Gemini LLM (gemini-2.5-flash) initialized.


In [None]:
# RAG-style helper: retrieve from Chroma, then answer with Gemini

def answer_notes_question(question: str, k: int = 3) -> str:
    """Retrieve top-k note paragraphs relevant to the question and ask Gemini to answer.

    Assumes:
    - `collection` is a Chroma collection with note paragraphs.
    - `model` is the SentenceTransformer embedding model.
    - `llm` is the configured Gemini GenerativeModel.
    """
    # 1. Embed the question
    query_embedding = model.encode([question]).tolist()

    # 2. Retrieve top-k paragraphs from Chroma
    results = collection.query(
        query_embeddings=query_embedding,
        n_results=k,
    )

    retrieved_docs = results["documents"][0]

    # 3. Build a context string from the retrieved paragraphs
    context = "\n\n".join(retrieved_docs)

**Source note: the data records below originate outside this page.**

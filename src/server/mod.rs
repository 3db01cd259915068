pub mod config;
pub mod metrics;
mod requests_logging;
pub mod server;
pub mod state;

pub use config::ServerConfig;
pub use requests_logging::{log_requests, RequestsLoggingLevel};
#[allow(unused_imports)] // Used by main.rs
pub use server::run_server;
impl SchedulerEngine {
    /// Main coordinator loop.
    pub async fn run(&mut self) {
        info!("Starting mail job scheduler");

        // Firings left in "running" state by a previous process are dead
        match self.store.mark_stale_runs_failed() {
            Ok(count) if count > 0 => {
                info!("Marked {} stale firings as failed from previous run", count);
            }
            Ok(_) => {}
            Err(e) => {
                error!("Failed to mark stale firings: {}", e);
            }
        }

        loop {
            let sleep_duration = self.time_until_next_fire().await;
            debug!("Scheduler sleeping for {:?} until next firing", sleep_duration);

            tokio::select! {
                _ = tokio::time::sleep(sleep_duration) => {
                    self.fire_due_jobs().await;
                }
                Some(cmd) = self.command_rx.recv() => {
                    self.handle_command(cmd).await;
                }
                Some(outcome) = self.completion_rx.recv() => {
                    self.handle_firing_complete(outcome).await;
                }
                _ = self.shutdown.cancelled() => {
                    info!("Scheduler received shutdown signal");
                    break;
                }
            }
        }

        info!("Mail job scheduler stopped");
    }

    /// Time until the earliest live timer fires, discarding stale heap
    /// entries on the way.
    async fn time_until_next_fire(&mut self) -> Duration {
        let shared = self.shared.read().await;
        loop {
            let (live, fire_at) = match self.heap.peek() {
                Some(Reverse(entry)) => (
                    shared
                        .armed
                        .get(&entry.job_id)
                        .map(|t| t.generation == entry.generation)
                        .unwrap_or(false),
                    entry.fire_at,
                ),
                None => return IDLE_POLL_INTERVAL,
            };
            if !live {
                self.heap.pop();
                continue;
            }
            let now = Utc::now();
            if fire_at <= now {
                return Duration::ZERO;
            }
            let until = (fire_at - now).to_std().unwrap_or(Duration::ZERO);
            return until.min(IDLE_POLL_INTERVAL);
        }
    }

    async fn handle_command(&mut self, cmd: SchedulerCommand) {
        match cmd {
            SchedulerCommand::Arm { job_id, response } => {
                let result = self.arm_job(&job_id).await;
                let _ = response.send(result);
            }
            SchedulerCommand::Cancel { job_id, response } => {
                let result = self.cancel_job(&job_id).await;
                let _ = response.send(result);
            }
            SchedulerCommand::Initialize { response } => {
                let result = self.initialize().await;
                let _ = response.send(result);
            }
        }
    }

    /// Arm the timer for a job at its next fire instant. Re-arming a job
    /// with an existing timer replaces it.
    async fn arm_job(&mut self, job_id: &str) -> Result<DateTime<Utc>, SchedulerError> {
        let job = self
            .store
            .get(job_id)
            .map_err(|e| SchedulerError::Storage(e.to_string()))?
            .ok_or_else(|| SchedulerError::NotFound(job_id.to_string()))?;

        if job.status != JobStatus::Scheduled {
            return Err(SchedulerError::NotSchedulable);
        }

        let spec = TriggerSpec::for_job(&job)?;
        let now_local = Local::now().naive_local();
        // An armed one-shot past its instant (e.g. re-armed after downtime)
        // fires immediately rather than being dropped
        let fire_at = match spec.first_fire_after(now_local) {
            Some(naive) => local_to_utc(naive),
            None => Utc::now(),
        };

        // Persist the armed fire time before the timer goes live
        self.store
            .update_status(&job.id, JobStatus::Scheduled, Some(fire_at))
            .map_err(|e| SchedulerError::Storage(e.to_string()))?;

        let generation = {
            let mut shared = self.shared.write().await;
            let generation = shared.bump_generation();
            shared
                .armed
                .insert(job_id.to_string(), ArmedTimer { fire_at, generation });
            generation
        };
        self.heap.push(Reverse(HeapEntry {
            fire_at,
            generation,
            job_id: job_id.to_string(),
        }));
        self.update_armed_gauge().await;

        info!("Armed job {} for {}", job_id, fire_at);
        Ok(fire_at)
    }

    /// Clear any pending timer; a no-op for jobs with no timer. A cancel
    /// racing an in-flight firing lets the firing complete and suppresses
    /// its re-arm.
    async fn cancel_job(&mut self, job_id: &str) -> bool {
        let (had_timer, in_flight) = {
            let mut shared = self.shared.write().await;
            let had_timer = shared.armed.remove(job_id).is_some();
            let in_flight = shared.in_flight.contains(job_id);
            if in_flight {
                shared.cancelled_in_flight.insert(job_id.to_string());
            }
            (had_timer, in_flight)
        };

        if had_timer {
            // Clear the persisted fire time so the job shows no active timer
            match self.store.get(job_id) {
                Ok(Some(job)) if job.status == JobStatus::Scheduled => {
                    if let Err(e) = self.store.update_status(job_id, JobStatus::Scheduled, None) {
                        error!("Failed to clear fire time for cancelled job {}: {}", job_id, e);
                    }
                }
                Ok(_) => {}
                Err(e) => error!("Failed to load cancelled job {}: {}", job_id, e),
            }
            info!("Cancelled timer for job {}", job_id);
        }
        self.update_armed_gauge().await;

        had_timer || in_flight
    }

    /// Arm every job the store reports as scheduled. Since arming replaces
    /// any existing timer, calling this twice never duplicates timers.
    async fn initialize(&mut self) -> Result<usize, SchedulerError> {
        let jobs = self
            .store
            .list_by_status(JobStatus::Scheduled)
            .map_err(|e| SchedulerError::Storage(e.to_string()))?;

        let mut armed = 0;
        for job in &jobs {
            match self.arm_job(&job.id).await {
                Ok(_) => armed += 1,
                Err(e) => {
                    warn!("Failed to arm job {} during initialization: {}", job.id, e);
                }
            }
        }

        self.shared.write().await.is_initialized = true;
        info!("Scheduler initialized with {} armed jobs", armed);
        Ok(armed)
    }

    /// Pop and launch every due live timer.
    async fn fire_due_jobs(&mut self) {
        let now = Utc::now();
        loop {
            let is_due = self
                .heap
                .peek()
                .map(|Reverse(entry)| entry.fire_at <= now)
                .unwrap_or(false);
            if !is_due {
                break;
            }
            let Some(Reverse(entry)) = self.heap.pop() else {
                break;
            };

            {
                let mut shared = self.shared.write().await;
                let live = shared
                    .armed
                    .get(&entry.job_id)
                    .map(|t| t.generation == entry.generation)
                    .unwrap_or(false);
                if !live {
                    continue;
                }
                shared.armed.remove(&entry.job_id);
                shared.in_flight.insert(entry.job_id.clone());
            }
            self.update_armed_gauge().await;
            self.spawn_firing(entry.job_id, entry.fire_at);
        }
    }

    /// Launch a firing on the blocking pool. The collect/render/deliver
    /// pipeline runs there; its outcome flows back through the completion
    /// channel so the coordinator can persist the transition and re-arm.
    fn spawn_firing(&self, job_id: String, fired_at: DateTime<Utc>) {
        let store = Arc::clone(&self.store);
        let collectors = Arc::clone(&self.collectors);
        let delivery = Arc::clone(&self.delivery);
        let completion_tx = self.completion_tx.clone();

        info!("Firing job {}", job_id);
        tokio::spawn(async move {
            let run_id = match store.record_run_start(&job_id, "schedule") {
                Ok(id) => Some(id),
                Err(e) => {
                    error!("Failed to record firing start for {}: {}", job_id, e);
                    None
                }
            };

            let blocking_store = Arc::clone(&store);
            let blocking_job_id = job_id.clone();
            let result = tokio::task::spawn_blocking(move || {
                run_firing(blocking_store, collectors, delivery, &blocking_job_id)
            })
            .await;

            let (succeeded, error) = match result {
                Ok(Ok(())) => (true, None),
                Ok(Err(message)) => (false, Some(message)),
                Err(e) => (false, Some(format!("firing task panicked: {}", e))),
            };

            if let Some(run_id) = run_id {
                let status = if succeeded {
                    RunStatus::Completed
                } else {
                    RunStatus::Failed
                };
                if let Err(e) = store.record_run_finish(run_id, status, error.clone()) {
                    error!("Failed to record firing finish for {}: {}", job_id, e);
                }
            }

            let _ = completion_tx
                .send(FiringOutcome {
                    job_id,
                    fired_at,
                    succeeded,
                    error,
                })
                .await;
        });
    }

    /// Apply the state-machine transition for a finished firing and re-arm
    /// recurring jobs. Runs on the coordinator, strictly after the run
    /// record has been persisted.
    async fn handle_firing_complete(&mut self, outcome: FiringOutcome) {
        let (was_cancelled, manually_rearmed) = {
            let mut shared = self.shared.write().await;
            shared.in_flight.remove(&outcome.job_id);
            let was_cancelled = shared.cancelled_in_flight.remove(&outcome.job_id);
            (was_cancelled, shared.armed.contains_key(&outcome.job_id))
        };

        let job = match self.store.get(&outcome.job_id) {
            Ok(Some(job)) => job,
            Ok(None) => {
                debug!("Job {} was deleted during its firing", outcome.job_id);
                return;
            }
            Err(e) => {
                error!("Failed to load job {} after firing: {}", outcome.job_id, e);
                return;
            }
        };
        if job.status != JobStatus::Scheduled {
            return;
        }

        metrics::record_report_firing(
            &job.report_type_id,
            if outcome.succeeded { "completed" } else { "failed" },
        );

        if !job.is_recurring {
            let status = if outcome.succeeded {
                info!("Job {} completed", job.id);
                JobStatus::Completed
            } else {
                warn!(
                    "Job {} failed: {}",
                    job.id,
                    outcome.error.as_deref().unwrap_or("unknown error")
                );
                JobStatus::Failed
            };
            if let Err(e) = self.store.update_status(&job.id, status, None) {
                error!("Failed to persist status for job {}: {}", job.id, e);
            }
            return;
        }

        // Recurring: a failed firing is logged but never stops future
        // occurrences
        if !outcome.succeeded {
            warn!(
                "Recurring job {} firing failed (will fire again): {}",
                job.id,
                outcome.error.as_deref().unwrap_or("unknown error")
            );
        }

        if was_cancelled {
            info!("Job {} was cancelled during its firing; not re-arming", job.id);
            if let Err(e) = self.store.update_status(&job.id, JobStatus::Scheduled, None) {
                error!("Failed to clear fire time for job {}: {}", job.id, e);
            }
            return;
        }
        if manually_rearmed {
            // An arm command won the race; its timer stands
            return;
        }

        let spec = match TriggerSpec::for_job(&job) {
            Ok(spec) => spec,
            Err(e) => {
                error!("Job {} has an invalid stored schedule: {}", job.id, e);
                let _ = self.store.update_status(&job.id, JobStatus::Failed, None);
                return;
            }
        };

        match spec.next_occurrence_after(utc_to_local_naive(outcome.fired_at)) {
            Some(next_local) => {
                let fire_at = local_to_utc(next_local);
                // Persist before the timer goes live: never re-arm ahead of
                // the status write
                if let Err(e) =
                    self.store
                        .update_status(&job.id, JobStatus::Scheduled, Some(fire_at))
                {
                    error!("Failed to persist next fire time for job {}: {}", job.id, e);
                    return;
                }
                let generation = {
                    let mut shared = self.shared.write().await;
                    let generation = shared.bump_generation();
                    shared
                        .armed
                        .insert(job.id.clone(), ArmedTimer { fire_at, generation });
                    generation
                };
                self.heap.push(Reverse(HeapEntry {
                    fire_at,
                    generation,
                    job_id: job.id.clone(),
                }));
                self.update_armed_gauge().await;
                info!("Job {} re-armed for {}", job.id, fire_at);
            }
            None => {
                // The pattern yields no further occurrence; the job is done
                info!(
                    "Job {} has no further occurrences; marking completed",
                    job.id
                );
                if let Err(e) = self.store.update_status(&job.id, JobStatus::Completed, None) {
                    error!("Failed to persist status for job {}: {}", job.id, e);
                }
            }
        }
    }

    async fn update_armed_gauge(&self) {
        let armed = self.shared.read().await.armed.len();
        metrics::set_armed_jobs(armed);
    }
}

    # 4. Construct a prompt for Gemini
    prompt = f"""You are a helpful teaching assistant for a class.
Use ONLY the information in the CONTEXT section below to answer the QUESTION.
If the answer is not clearly present in the context, say that you don't know based on the given notes.

CONTEXT:
{context}

QUESTION:
{question}

Answer clearly and concisely.
"""

    response = llm.generate_content(prompt)

    # `response.text` is usually the main text answer. Fallback to str(response) if needed.
    return getattr(response, "text", str(response))


# Example usage (you can change the question text and re-run):
example_answer = answer_notes_question("What is AI?", k=5)
print(example_answer)

AI can be described as the field of computer science that seeks to build systems that mimic human intelligence (Russell, 2010).